Dive Brief:
- Sens. Josh Hawley (R-Mo.) and Jeff Merkley (D-Ore.) introduced the Homes for American Families Act and an update of the HOPE (Humans Over Private Equity) for Homeownership Act on Thursday, a package that aims to bar large institutional investors from buying up single-family homes and increase homeownership.
- The Homes for American Families Act would amend the bedrock Sherman Antitrust Act to make it illegal for investment funds with over $150 million in assets to buy single-family homes, condominiums or townhouses. Changes to the HOPE for Homeownership Act would leverage tax changes to push large institutional investors and hedge funds to divest their holdings of single-family homes.
- Rental housing economist Jay Parsons told Multifamily Dive that the bills are grounded in misinformation. “It assumes homeownership is down, when in fact it's higher today than it was pre-COVID and it's above the long-term average,” Parsons said in an email. “It assumes investors are ‘invading’ the housing market, when in fact they've been retreating — with investors selling 1 million-plus more homes than they bought over the last decade.”
Dive Insight:
In January, President Donald Trump took many in the housing industry by surprise when he signed an executive order barring large institutional investors from buying single-family homes in an effort to boost homeownership. It contains a key carveout for build-to-rent communities.
On Tuesday during his State of the Union address, Trump said he would ask Congress to make his ban permanent. He highlighted a Houston woman in the audience who had bid on 20 homes but lost to “gigantic investment firms that bypassed inspection, paid all cash and turned those houses into rentals, stealing away her American dream.” The major investor ban has not yet appeared in the separate bipartisan Housing for the 21st Century Act, now before the Senate.
Also on Tuesday, Merkley and Sen. Elizabeth Warren (D-Mass.) introduced a bill to prevent Wall Street investors from buying up single-family homes that uses a different tactic: ending tax breaks for depreciation and mortgage interest on properties for owners with 50 or more homes.
Two days after the State of the Union, Hawley said in a press release announcing the legislative package that Wall Street has exploited the housing crisis and turned the nation’s housing stock into a portfolio of rental properties. He said the proposed legislation would empower the U.S. Justice Department with enforcement authority for civil violations and prioritized antitrust review for major investors’ purchases of residential real estate.
“Families deserve to be able to buy their own homes and achieve the American dream without competing with big investment companies that irrevocably drive up housing prices,” Hawley said in the Thursday press release. “That’s why I am introducing legislation to ban Wall Street from buying single family homes once and for all.”
However, housing industry experts have pushed back against both this framing and the solution.
“While housing affordability is a real problem, we can't solve the problem until we focus on the root issues — which is that most renters can't qualify for a mortgage, don't have the cash for a down payment and can't afford the more than $1,000 in additional ongoing monthly costs to own a home versus renting one,” Parsons said.

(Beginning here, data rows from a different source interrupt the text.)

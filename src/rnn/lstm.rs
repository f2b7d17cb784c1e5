//! Stateful LSTM layer
//!
//! Unrolls a recurrent cell over a flattened `(timestep x sequence)` batch,
//! resets state at embedded episode starts and reconciles multi-sample batches
//! with a single carried state per sequence.

use burn::config::Config;
use burn::tensor::backend::Backend;
use burn::tensor::Tensor;
use log::{trace, warn};

use crate::cells::{LSTMCell, RecurrentCell};
use crate::error::{self, StateError};
use crate::multi_sample::{expand, reduce, repeat_interleave_flags, MergeMode};
use crate::state::{reset_episodes, HiddenState, StateCache, StateSnapshot};

/// Configuration for [`StatefulLstm`]
#[derive(Config, Debug)]
pub struct LstmConfig {
    /// Input shape; inputs are flattened to `product(input_shape)` features
    pub input_shape: Vec<usize>,
    /// Number of hidden units in `h` and `c`
    pub num_units: usize,
    /// How multi-sample batches share one carried state
    pub merge_mode: MergeMode,
}

impl LstmConfig {
    /// Flattened input feature count
    pub fn input_size(&self) -> usize {
        self.input_shape.iter().product()
    }

    fn validate(&self) -> error::Result<()> {
        if self.input_shape.is_empty() || self.input_size() == 0 {
            return Err(StateError::config(format!(
                "input shape {:?} has no features",
                self.input_shape
            )));
        }
        if self.num_units == 0 {
            return Err(StateError::config("num_units must be positive"));
        }
        Ok(())
    }

    /// Build the layer around a fresh [`LSTMCell`]
    pub fn init<B: Backend>(&self, device: &B::Device) -> error::Result<StatefulLstm<B>> {
        self.validate()?;
        let cell = LSTMCell::new(self.input_size(), self.num_units, device);
        self.init_with_cell(cell, device)
    }

    /// Build the layer around any cell matching the configured sizes
    pub fn init_with_cell<B: Backend, C: RecurrentCell<B>>(
        &self,
        cell: C,
        device: &B::Device,
    ) -> error::Result<StatefulLstm<B, C>> {
        self.validate()?;
        if cell.input_size() != self.input_size() || cell.hidden_size() != self.num_units {
            return Err(StateError::config(format!(
                "cell is {} -> {} but config expects {} -> {}",
                cell.input_size(),
                cell.hidden_size(),
                self.input_size(),
                self.num_units
            )));
        }

        Ok(StatefulLstm {
            cell,
            cache: StateCache::new(self.num_units, device),
            input_size: self.input_size(),
            num_units: self.num_units,
            merge_mode: self.merge_mode,
        })
    }
}

/// Row layout of one forward call, resolved from the tensor shapes
#[derive(Debug, Clone, Copy, PartialEq, Eq)]
struct Layout {
    timesteps: usize,
    num_sequences: usize,
    multi_sample: usize,
}

impl Layout {
    /// Input rows per timestep
    fn batch_total(&self) -> usize {
        self.num_sequences * self.multi_sample
    }
}

/// LSTM layer that owns its recurrent state between calls
///
/// Caller protocol per forward pass:
/// 1. [`get_state`](Self::get_state) with one episode-start flag per sequence
/// 2. [`forward`](Self::forward) with the input and the state from step 1 (or,
///    at train time, the per-timestep states and initials a replay buffer
///    collected from step 1)
///
/// Calls on one instance must be serialized; separate instances are independent.
#[derive(Debug)]
pub struct StatefulLstm<B: Backend, C = LSTMCell<B>> {
    cell: C,
    cache: StateCache<B>,
    input_size: usize,
    num_units: usize,
    merge_mode: MergeMode,
}

impl<B: Backend, C: RecurrentCell<B>> StatefulLstm<B, C> {
    /// Get the flattened input size
    pub fn input_size(&self) -> usize {
        self.input_size
    }

    /// Get the number of hidden units
    pub fn num_units(&self) -> usize {
        self.num_units
    }

    /// Get the multi-sample merge mode
    pub fn merge_mode(&self) -> MergeMode {
        self.merge_mode
    }

    /// Shape of one output row
    pub fn output_shape(&self) -> [usize; 1] {
        [self.num_units]
    }

    /// Whether the layer carries state between calls (always true)
    pub fn is_recurrent() -> bool {
        true
    }

    /// Device the cached state lives on
    pub fn device(&self) -> &B::Device {
        self.cache.device()
    }

    /// Get the wrapped cell
    pub fn cell(&self) -> &C {
        &self.cell
    }

    /// Replace the cell with `f(cell)`, keeping the cached state.
    ///
    /// Burn optimizers consume and return the module they update:
    ///
    /// ```ignore
    /// let grads = GradientsParams::from_grads(loss.backward(), lstm.cell());
    /// lstm = lstm.map_cell(|cell| optim.step(lr, cell, grads));
    /// ```
    pub fn map_cell<F: FnOnce(C) -> C>(self, f: F) -> Self {
        Self {
            cell: f(self.cell),
            ..self
        }
    }

    /// State persisted by the last forward pass (or masked by the last `get_state`)
    pub fn last_state(&self) -> Option<&HiddenState<B>> {
        self.cache.last_state()
    }

    /// Drop the cached state, e.g. when the actor's environments are rebuilt
    pub fn clear_state(&mut self) {
        self.cache.clear();
    }

    /// Fetch the state to feed into the next forward pass.
    ///
    /// `initials` has one entry per sequence, true where an episode starts at
    /// the first timestep of that pass. The very first call must flag every
    /// sequence.
    pub fn get_state(&mut self, initials: &[bool]) -> error::Result<StateSnapshot> {
        self.cache.get_state(initials)
    }

    /// Unroll the cell over `timesteps` and cache the final state.
    ///
    /// # Arguments
    /// * `x` - Input of any rank whose elements flatten to
    ///   `[timesteps * num_sequences * multi_sample, input_size]`, timestep-major,
    ///   samples of one sequence contiguous
    /// * `hx`, `cx` - Seed state, `[timesteps * num_sequences, num_units]`; only
    ///   the timestep-0 rows are read
    /// * `initials` - Episode-start flags, `[timesteps * num_sequences]`
    /// * `timesteps` - Number of timesteps in `x`
    ///
    /// `multi_sample` is derived as `x_rows / hx_rows`.
    ///
    /// # Returns
    /// The `h` output of every timestep, `[timesteps * num_sequences * multi_sample, num_units]`
    pub fn forward<const D: usize>(
        &mut self,
        x: Tensor<B, D>,
        hx: Tensor<B, 2>,
        cx: Tensor<B, 2>,
        initials: Tensor<B, 1>,
        timesteps: usize,
    ) -> error::Result<Tensor<B, 2>> {
        self.unroll(x, hx, cx, initials, timesteps, None)
    }

    /// Like [`forward`](Self::forward) with an explicit multi-sample factor.
    ///
    /// `hx`/`cx` may then hold either one row per sequence or one row per
    /// `(timestep, sequence)`. The factor is cross-checked against the shapes.
    pub fn forward_with_multi_sample<const D: usize>(
        &mut self,
        x: Tensor<B, D>,
        hx: Tensor<B, 2>,
        cx: Tensor<B, 2>,
        initials: Tensor<B, 1>,
        timesteps: usize,
        multi_sample: usize,
    ) -> error::Result<Tensor<B, 2>> {
        self.unroll(x, hx, cx, initials, timesteps, Some(multi_sample))
    }

    /// Single-timestep forward fed straight from a [`get_state`](Self::get_state) result
    pub fn forward_snapshot<const D: usize>(
        &mut self,
        x: Tensor<B, D>,
        snapshot: &StateSnapshot,
    ) -> error::Result<Tensor<B, 2>> {
        let device = self.device().clone();
        let (state, initials) = snapshot.to_tensors::<B>(&device)?;
        let (hx, cx) = state.into_parts();
        self.forward(x, hx, cx, initials, 1)
    }

    fn flatten<const D: usize>(&self, x: Tensor<B, D>) -> error::Result<Tensor<B, 2>> {
        let elements = x.shape().num_elements();
        if elements == 0 || elements % self.input_size != 0 {
            return Err(StateError::shape(format!(
                "input with {} elements does not flatten to rows of {} features",
                elements, self.input_size
            )));
        }
        Ok(x.reshape([elements / self.input_size, self.input_size]))
    }

    fn resolve_layout(
        &self,
        rows: usize,
        seed_dims: [usize; 2],
        initials_len: usize,
        timesteps: usize,
        multi_sample: Option<usize>,
    ) -> error::Result<Layout> {
        let [seed_rows, seed_units] = seed_dims;
        if seed_units != self.num_units {
            return Err(StateError::shape(format!(
                "seed state has {} units, expected {}",
                seed_units, self.num_units
            )));
        }
        if timesteps == 0 || rows % timesteps != 0 {
            return Err(StateError::shape(format!(
                "{} input rows cannot be split into {} timesteps",
                rows, timesteps
            )));
        }
        if seed_rows == 0 {
            return Err(StateError::shape("seed state has no rows"));
        }
        let batch_total = rows / timesteps;

        let derived = (rows % seed_rows == 0).then(|| rows / seed_rows);
        let explicit = multi_sample.is_some();
        let multi_sample = match multi_sample {
            Some(0) => return Err(StateError::shape("multi_sample must be at least 1")),
            Some(k) => k,
            None => derived.ok_or_else(|| {
                StateError::shape(format!(
                    "{} input rows are not a multiple of {} state rows",
                    rows, seed_rows
                ))
            })?,
        };
        if batch_total % multi_sample != 0 {
            return Err(StateError::shape(format!(
                "{} rows per timestep are not a multiple of multi_sample {}",
                batch_total, multi_sample
            )));
        }
        let num_sequences = batch_total / multi_sample;

        let per_timestep_seed = seed_rows == timesteps * num_sequences;
        // One row per sequence is only unambiguous when the caller named the factor
        let per_sequence_seed = explicit && seed_rows == num_sequences;
        if !per_timestep_seed && !per_sequence_seed {
            return Err(StateError::shape(format!(
                "seed state has {} rows; expected {} ({} timesteps x {} sequences), \
                 input/state ratio suggests multi_sample {:?}",
                seed_rows,
                timesteps * num_sequences,
                timesteps,
                num_sequences,
                derived
            )));
        }

        if initials_len != timesteps * num_sequences {
            return Err(StateError::shape(format!(
                "initials has {} entries, expected {} ({} timesteps x {} sequences)",
                initials_len,
                timesteps * num_sequences,
                timesteps,
                num_sequences
            )));
        }

        Ok(Layout {
            timesteps,
            num_sequences,
            multi_sample,
        })
    }

    fn unroll<const D: usize>(
        &mut self,
        x: Tensor<B, D>,
        hx: Tensor<B, 2>,
        cx: Tensor<B, 2>,
        initials: Tensor<B, 1>,
        timesteps: usize,
        multi_sample: Option<usize>,
    ) -> error::Result<Tensor<B, 2>> {
        let x = self.flatten(x)?;
        if hx.dims() != cx.dims() {
            return Err(StateError::shape(format!(
                "hx is {:?} but cx is {:?}",
                hx.dims(),
                cx.dims()
            )));
        }
        let [rows, _] = x.dims();
        let [initials_len] = initials.dims();
        let layout = self
            .resolve_layout(rows, hx.dims(), initials_len, timesteps, multi_sample)
            .map_err(|err| {
                warn!("rejected forward call: {}", err);
                err
            })?;
        let batch_total = layout.batch_total();
        let samples = layout.multi_sample;

        trace!(
            "unrolling {} timesteps: {} sequences x {} samples, merge mode {}",
            layout.timesteps,
            layout.num_sequences,
            samples,
            self.merge_mode
        );

        // Mid-sequence states are produced by the loop; only timestep 0 seeds it
        let mut state = HiddenState::new(
            hx.narrow(0, 0, layout.num_sequences),
            cx.narrow(0, 0, layout.num_sequences),
        );
        let initials = repeat_interleave_flags(initials, samples).reshape([layout.timesteps, batch_total]);

        let mut outputs: Vec<Tensor<B, 2>> = Vec::with_capacity(layout.timesteps);
        for t in 0..layout.timesteps {
            if samples > 1 && self.merge_mode.expands_at(t) {
                state = expand(state, samples);
            }

            let step_initials = initials.clone().narrow(0, t, 1).reshape([batch_total]);
            state = reset_episodes(state, step_initials);

            let step_input = x.clone().narrow(0, t * batch_total, batch_total);
            let (h, c) = self.cell.step(step_input, state.into_parts());
            if h.dims() != [batch_total, self.num_units] || c.dims() != h.dims() {
                return Err(StateError::shape(format!(
                    "cell returned h {:?} and c {:?}, expected [{}, {}]",
                    h.dims(),
                    c.dims(),
                    batch_total,
                    self.num_units
                )));
            }
            outputs.push(h.clone());
            state = HiddenState::new(h, c);

            if samples > 1 && self.merge_mode.reduces_at(t, layout.timesteps) {
                state = reduce(state, samples)?;
            }
        }

        self.cache.set_state(state)?;
        Ok(Tensor::cat(outputs, 0))
    }
}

In their response to Trump’s State of the Union remarks, National Apartment Association President and CEO Bob Pinnegar and National Multifamily Housing Council President Sharon Wilson Géno pointed out that institutional investors support everyday people who invest their retirement savings in multifamily housing via pension funds, life insurance companies, real estate investment trusts and other similar investment funds.
“Solving our affordability crisis will require everyone engaged in residential real estate – from for-sale to rental – and must incorporate a range of solutions that support new investment and reduce our supply shortage,” Pinnegar and Wilson Géno said in the joint statement.
In a Feb. 9 coalition letter to the House Committee on Financial Services following Trump’s executive order, NAA, NMHC and seven other real estate industry groups argued that the housing affordability problem is driven by demand exceeding supply, which has resulted in a decades-long shortage of homes for sale and rent across all housing types.
“While not a core focus of all of our memberships, the single-family rental industry plays an important part in providing housing across the nation,” the groups said. “As the Committee considers legislative action, we urge you to proceed carefully in this area and ensure that housing supply is not inadvertently constrained.”